À cette obligation de progresser - la beauté du jeu vidéo d'horreur vis-à-vis du cinéma d'horreur, c'est bien que la narration ne progresse que selon le courage du joueur - s'ajoute le choc de chaque rencontre. Pendant que le premier jeu vous mettait aux commandes d'un personnage sans visage et sans voix qui nous dévoilait sa vraie nature seulement dans le dernier plan (l'idée était reprise du premier volet de la série Metroid où Samus Aran s'avérait être, sous son costume, une jeune femme blonde), le deuxième propose une introspection dans le subconscient d'Isaac, allant jusqu'à intégrer des flashbacks et des visions lors du déroulement du jeu. Encore une fois, jamais de pause, même pas pour développer une histoire qui, en plus d'être macabre à souhait, est drôlement bien ficelée. Ce personnage que vous incarnez dans un caisson de métal fait résonner les murs des astronefs qu'il visite. L'environnement sonore du jeu, l'un des plus travaillés qui soit, fait vibrer comme un énorme caisson de basse chacun de vos pas, chacune des dépressurisations et chaque gouttelette de sang qui s'échapperait d'une artère récemment découpée. Chaque détail est perceptible et est précisément là pour vous faire douter de tout, même des petits objets qui tombent au loin.
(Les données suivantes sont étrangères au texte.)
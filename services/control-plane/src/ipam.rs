//! IP address management: pool seeding, loopback assignment, hub numbering,
//! and point-to-point link allocation.
//!
//! Pools are seeded lazily, addresses and hub numbers are assigned by
//! scanning for the first free value under a row lock, using
//! [`gluon_networking`]'s allocators instead of hand-rolled address
//! arithmetic.

use std::net::Ipv4Addr;
use std::str::FromStr;

use gluon_id::NodeId;
use gluon_networking::{Ipv4Allocator, Ipv4Prefix, LinkAllocator, LinkSubnet, NetworkError};
use sqlx::PgPool;
use thiserror::Error;

use crate::db::DbError;
use crate::models::{DeploymentSettingsRow, IpPoolPurpose, IpPoolRow, LinkAllocationRow, NodeRole};

#[derive(Debug, Error)]
pub enum IpamError {
    #[error(transparent)]
    Db(#[from] DbError),
    #[error(transparent)]
    Network(#[from] NetworkError),
    #[error("no hub numbers remain (all of 1..=3 are assigned)")]
    HubNumbersExhausted,
}

impl From<sqlx::Error> for IpamError {
    fn from(e: sqlx::Error) -> Self {
        IpamError::Db(e.into())
    }
}

/// Hub numbers are a small fixed set: the overlay's WireGuard listen-port
/// formula (`base + hub_number * 1000 + worker_id`) only has room for three
/// hubs before ports from different hubs could collide.
pub const HUB_NUMBERS: [i32; 3] = [1, 2, 3];

/// Loads the singleton deployment settings row.
pub async fn load_settings(pool: &PgPool) -> Result<DeploymentSettingsRow, IpamError> {
    let row = sqlx::query_as::<_, DeploymentSettingsRow>(
        r#"SELECT id, overlay_prefix, hub_to_hub_prefix, hub_worker_prefix_template,
                  loopback_prefix, wireguard_base_port, hub_to_hub_cost, hub_to_worker_cost,
                  worker_to_hub_cost, ospf_area, ospf_hello_interval, ospf_dead_interval,
                  updated_at
           FROM deployment_settings WHERE id = 1"#,
    )
    .fetch_one(pool)
    .await?;
    Ok(row)
}

/// Creates the loopback, hub-to-hub, and per-hub worker pools if they don't
/// already exist. Safe to call on every startup.
pub async fn ensure_default_pools(
    pool: &PgPool,
    settings: &DeploymentSettingsRow,
) -> Result<(), IpamError> {
    ensure_pool(pool, IpPoolPurpose::Loopback, None, &settings.loopback_prefix).await?;
    ensure_pool(
        pool,
        IpPoolPurpose::HubToHub,
        None,
        &settings.hub_to_hub_prefix,
    )
    .await?;

    for hub_number in HUB_NUMBERS {
        let cidr = settings
            .hub_worker_prefix_template
            .replace("{hub}", &hub_number.to_string());
        ensure_pool(pool, IpPoolPurpose::HubWorker, Some(hub_number), &cidr).await?;
    }

    Ok(())
}

async fn ensure_pool(
    pool: &PgPool,
    purpose: IpPoolPurpose,
    hub_number: Option<i32>,
    cidr: &str,
) -> Result<IpPoolRow, IpamError> {
    if let Some(existing) = sqlx::query_as::<_, IpPoolRow>(
        r#"
        SELECT id, purpose, hub_number, cidr, created_at
        FROM ip_pools
        WHERE purpose = $1 AND hub_number IS NOT DISTINCT FROM $2
        "#,
    )
    .bind(purpose)
    .bind(hub_number)
    .fetch_optional(pool)
    .await?
    {
        return Ok(existing);
    }

    let row = sqlx::query_as::<_, IpPoolRow>(
        r#"
        INSERT INTO ip_pools (purpose, hub_number, cidr)
        VALUES ($1, $2, $3)
        ON CONFLICT (purpose, hub_number) DO UPDATE SET cidr = ip_pools.cidr
        RETURNING id, purpose, hub_number, cidr, created_at
        "#,
    )
    .bind(purpose)
    .bind(hub_number)
    .bind(cidr)
    .fetch_one(pool)
    .await?;

    Ok(row)
}

/// Allocates (or returns the existing) loopback `/32` for a node from the
/// loopback pool.
pub async fn allocate_loopback_ip(pool: &PgPool, node_id: NodeId) -> Result<Ipv4Addr, IpamError> {
    if let Some(existing) = sqlx::query_scalar::<_, String>(
        r#"
        SELECT a.address
        FROM ip_allocations a
        JOIN ip_pools p ON p.id = a.pool_id
        WHERE p.purpose = 'loopback' AND a.node_id = $1
        "#,
    )
    .bind(node_id.value())
    .fetch_optional(pool)
    .await?
    {
        return Ok(Ipv4Addr::from_str(&existing).expect("stored address is valid IPv4"));
    }

    let pool_row = sqlx::query_as::<_, IpPoolRow>(
        r#"SELECT id, purpose, hub_number, cidr, created_at FROM ip_pools WHERE purpose = 'loopback'"#,
    )
    .fetch_one(pool)
    .await?;

    let taken: Vec<String> = sqlx::query_scalar(
        r#"SELECT address FROM ip_allocations WHERE pool_id = $1 FOR UPDATE"#,
    )
    .bind(pool_row.id)
    .fetch_all(pool)
    .await?;
    let taken: Vec<Ipv4Addr> = taken
        .iter()
        .map(|a| Ipv4Addr::from_str(a).expect("stored address is valid IPv4"))
        .collect();

    let prefix = Ipv4Prefix::from_cidr(&pool_row.cidr)?;
    let allocator = Ipv4Allocator::new(prefix);
    let address = allocator.allocate(&taken)?;

    sqlx::query(
        r#"INSERT INTO ip_allocations (pool_id, node_id, address) VALUES ($1, $2, $3)"#,
    )
    .bind(pool_row.id)
    .bind(node_id.value())
    .bind(address.to_string())
    .execute(pool)
    .await?;

    Ok(address)
}

/// Assigns the lowest free hub number (1, 2, or 3) to a hub node, scanning
/// hub nodes in ascending node-id order so the assignment is deterministic
/// regardless of arrival order.
pub async fn ensure_hub_number(pool: &PgPool, node_id: NodeId) -> Result<i32, IpamError> {
    if let Some(existing) = sqlx::query_scalar::<_, Option<i32>>(
        r#"SELECT hub_number FROM nodes WHERE id = $1"#,
    )
    .bind(node_id.value())
    .fetch_one(pool)
    .await?
    {
        return Ok(existing);
    }

    let assigned: Vec<i32> = sqlx::query_scalar(
        r#"
        SELECT hub_number FROM nodes
        WHERE role = 'hub' AND hub_number IS NOT NULL
        ORDER BY id
        FOR UPDATE
        "#,
    )
    .fetch_all(pool)
    .await?;

    let hub_number = HUB_NUMBERS
        .into_iter()
        .find(|n| !assigned.contains(n))
        .ok_or(IpamError::HubNumbersExhausted)?;

    sqlx::query(r#"UPDATE nodes SET hub_number = $2 WHERE id = $1"#)
        .bind(node_id.value())
        .bind(hub_number)
        .execute(pool)
        .await?;

    Ok(hub_number)
}

/// The hub-side listen port for a given worker's link to its hub: each
/// worker on a hub gets a distinct port so the hub's per-link WireGuard
/// interfaces don't collide, derived from the worker's 1-based ordinal
/// among that hub's existing links.
pub fn worker_listen_port(
    settings: &DeploymentSettingsRow,
    hub_number: i32,
    worker_ordinal: i64,
) -> Result<u16, IpamError> {
    if !(1..1000).contains(&worker_ordinal) {
        return Err(IpamError::Network(NetworkError::PortSpaceExhausted {
            hub_number,
            worker_id: worker_ordinal,
        }));
    }
    let port = settings.wireguard_base_port as i64 + (hub_number as i64 - 1) * 1000 + worker_ordinal;
    Ok(port as u16)
}

/// The port a hub listens on for its link to one specific other hub: a
/// distinct, direction-sensitive port per ordered pair so two hubs' mesh
/// links never collide with each other or with any worker-link port range.
pub fn hub_mesh_listen_port(local_hub: i32, remote_hub: i32) -> u16 {
    (51820 + local_hub * 10 + remote_hub) as u16
}

/// The port a worker's own WireGuard interface listens on for its link to
/// its hub (the worker dials out, so this just needs to be stable, not
/// reachable from outside).
pub fn worker_own_listen_port(hub_number: i32) -> u16 {
    (51820 + hub_number - 1) as u16
}

/// Allocates a `/31` link between a worker and the hub it's assigned to,
/// reusing any existing allocation for the pair. Also assigns and persists
/// the hub-side listen port for the link.
pub async fn allocate_worker_link(
    pool: &PgPool,
    settings: &DeploymentSettingsRow,
    hub_node_id: NodeId,
    hub_number: i32,
    worker_node_id: NodeId,
) -> Result<LinkAllocationRow, IpamError> {
    allocate_link_with_port(
        pool,
        IpPoolPurpose::HubWorker,
        Some(hub_number),
        hub_node_id,
        worker_node_id,
        PortAssignment::PerWorkerOrdinal(settings, hub_number),
    )
    .await
}

/// Allocates a `/31` link between two hubs (the hub-to-hub mesh). The
/// hub-side listen port recorded on the allocation is `node_a`'s (the
/// mesh link has no single "hub side", but a port still needs to be
/// persisted for reuse, so we fix it to the first-named hub's).
pub async fn allocate_hub_link(
    pool: &PgPool,
    hub_a: NodeId,
    hub_a_number: i32,
    hub_b: NodeId,
    hub_b_number: i32,
) -> Result<LinkAllocationRow, IpamError> {
    allocate_link_with_port(
        pool,
        IpPoolPurpose::HubToHub,
        None,
        hub_a,
        hub_b,
        PortAssignment::Fixed(hub_mesh_listen_port(hub_a_number, hub_b_number)),
    )
    .await
}

/// How to derive the `hub_listen_port` recorded on a new link allocation.
enum PortAssignment<'a> {
    /// Hub-to-hub links: the port only depends on the two hub numbers, so
    /// it's computed up front by the caller.
    Fixed(u16),
    /// Hub-worker links: the port depends on this worker's ordinal among
    /// the hub's existing links, so it must be computed under the same
    /// row lock that serializes allocation of that ordinal.
    PerWorkerOrdinal(&'a DeploymentSettingsRow, i32),
}

async fn allocate_link_with_port(
    pool: &PgPool,
    purpose: IpPoolPurpose,
    hub_number: Option<i32>,
    node_a: NodeId,
    node_b: NodeId,
    port_assignment: PortAssignment<'_>,
) -> Result<LinkAllocationRow, IpamError> {
    // Hub-to-hub links are requested from either hub's perspective (whichever
    // hub's bundle is being built calls this with itself first), so the pair
    // must be looked up regardless of which side was named first or the same
    // link gets allocated twice under two different node orderings.
    if let Some(existing) = sqlx::query_as::<_, LinkAllocationRow>(
        r#"
        SELECT id, pool_id, hub_node_id, peer_node_id, subnet_cidr, hub_address, peer_address,
               hub_listen_port, created_at
        FROM link_allocations
        WHERE (hub_node_id = $1 AND peer_node_id = $2) OR (hub_node_id = $2 AND peer_node_id = $1)
        "#,
    )
    .bind(node_a.value())
    .bind(node_b.value())
    .fetch_optional(pool)
    .await?
    {
        return Ok(existing);
    }

    let pool_row = sqlx::query_as::<_, IpPoolRow>(
        r#"SELECT id, purpose, hub_number, cidr, created_at FROM ip_pools
           WHERE purpose = $1 AND hub_number IS NOT DISTINCT FROM $2"#,
    )
    .bind(purpose)
    .bind(hub_number)
    .fetch_one(pool)
    .await?;

    let taken_rows: Vec<(String, String)> = sqlx::query_as(
        r#"SELECT hub_address, peer_address FROM link_allocations WHERE pool_id = $1 FOR UPDATE"#,
    )
    .bind(pool_row.id)
    .fetch_all(pool)
    .await?;
    let existing_count = taken_rows.len() as i64;
    let taken: Vec<LinkSubnet> = taken_rows
        .iter()
        .map(|(a, b)| LinkSubnet {
            lower: Ipv4Addr::from_str(a).expect("stored address is valid IPv4"),
            higher: Ipv4Addr::from_str(b).expect("stored address is valid IPv4"),
        })
        .collect();

    let prefix = Ipv4Prefix::from_cidr(&pool_row.cidr)?;
    let allocator = LinkAllocator::new(prefix);
    let link = allocator.allocate(&taken)?;

    let hub_listen_port = match port_assignment {
        PortAssignment::Fixed(port) => Some(port as i32),
        PortAssignment::PerWorkerOrdinal(settings, hub_number) => {
            Some(worker_listen_port(settings, hub_number, existing_count + 1)? as i32)
        }
    };

    let row = sqlx::query_as::<_, LinkAllocationRow>(
        r#"
        INSERT INTO link_allocations
            (pool_id, hub_node_id, peer_node_id, subnet_cidr, hub_address, peer_address, hub_listen_port)
        VALUES ($1, $2, $3, $4, $5, $6, $7)
        RETURNING id, pool_id, hub_node_id, peer_node_id, subnet_cidr, hub_address, peer_address,
                  hub_listen_port, created_at
        "#,
    )
    .bind(pool_row.id)
    .bind(node_a.value())
    .bind(node_b.value())
    .bind(link.cidr())
    .bind(link.lower.to_string())
    .bind(link.higher.to_string())
    .bind(hub_listen_port)
    .fetch_one(pool)
    .await?;

    Ok(row)
}

/// Whether a node's role requires a hub number.
pub fn role_requires_hub_number(role: NodeRole) -> bool {
    matches!(role, NodeRole::Hub)
}

#[cfg(test)]
mod port_tests {
    use super::*;

    fn settings() -> DeploymentSettingsRow {
        DeploymentSettingsRow {
            id: 1,
            overlay_prefix: "10.255.0.0/16".into(),
            hub_to_hub_prefix: "10.253.0.0/20".into(),
            hub_worker_prefix_template: "10.254.{hub}.0/24".into(),
            loopback_prefix: "10.255.0.0/24".into(),
            wireguard_base_port: 52000,
            hub_to_hub_cost: 10,
            hub_to_worker_cost: 10,
            worker_to_hub_cost: 10,
            ospf_area: 10,
            ospf_hello_interval: 1,
            ospf_dead_interval: 3,
            updated_at: chrono::Utc::now(),
        }
    }

    #[test]
    fn worker_listen_port_follows_formula() {
        let s = settings();
        assert_eq!(worker_listen_port(&s, 1, 1).unwrap(), 52001);
        assert_eq!(worker_listen_port(&s, 2, 1).unwrap(), 53001);
    }

    #[test]
    fn worker_listen_port_exhausts_at_1000() {
        let s = settings();
        assert!(matches!(
            worker_listen_port(&s, 1, 1000),
            Err(IpamError::Network(NetworkError::PortSpaceExhausted { .. }))
        ));
    }

    #[test]
    fn hub_mesh_port_is_asymmetric_per_ordered_pair() {
        assert_eq!(hub_mesh_listen_port(1, 2), 51832);
        assert_eq!(hub_mesh_listen_port(2, 1), 51841);
        assert_ne!(hub_mesh_listen_port(1, 2), hub_mesh_listen_port(2, 1));
    }

    #[test]
    fn worker_own_listen_port_depends_only_on_hub_number() {
        assert_eq!(worker_own_listen_port(1), 51820);
        assert_eq!(worker_own_listen_port(2), 51821);
    }
}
À cet effet, l'engin physique de Dead Space est exemplaire. Il vous permet de manier l'environnement grâce à des pouvoirs psychiques (permettant au passage d'empaler vos ennemis) et vous oblige, puisque tout est relié à la mort, de faire éclater le corps mutilé de vos victimes pour en retirer de l'argent, des munitions, etc. (la créature ayant pris le dessus sur eux, il vous faut en effet les découper). Voilà la particularité qui vous rendra fou : pour abattre vos ennemis, il faut les démembrer. Pour chercher de nouveaux équipements, il vous faut taillader les corps, même ceux des humains morts avant d'être métamorphosés. Comme eux, votre enveloppe corporelle est aussi extrêmement sensible aux nécromorphes. Quelques coups et s'en est finit. Vous voyez votre personnage déchiqueté, décapité ou complètement désintégré. Visions d'horreur répétées, elles martèlent l'esprit du joueur et l'enfoncent dans une expérience immersive où, comme lorsque nous faisions état de l'interface, les règles de votre environnement s'appliquent aussi bien à vous. Le même moteur physique permet à votre personnage de mourir éclaté tout comme vous, à votre tour, vous éclatiez une cage thoracique dans les toilettes du coin à la recherche d'un précieux chargeur pour votre pistolet. Et malgré cette peur et ce stress du rationnement que vous vous ferez subir (« ne pas dépenser de balles inutilement dans la prochaine pièce! », vous murmurerez-vous bien assez tôt), il vous faut toujours avancer en vous disant que ce n'est qu'un jeu et que là, personne ne vous entendra crier. Si vous arrêtez, par peur du prochain couloir brumeux, par crainte de traverser la prochaine passerelle chambranlante, c'est Dead Space, et non vous, qui aura gagné. Bonne chance.

LIENS UTILES

Amnesia (bande-annonce)
Dead Space (bande-annonce)
Dead Space 2 en action (vidéo)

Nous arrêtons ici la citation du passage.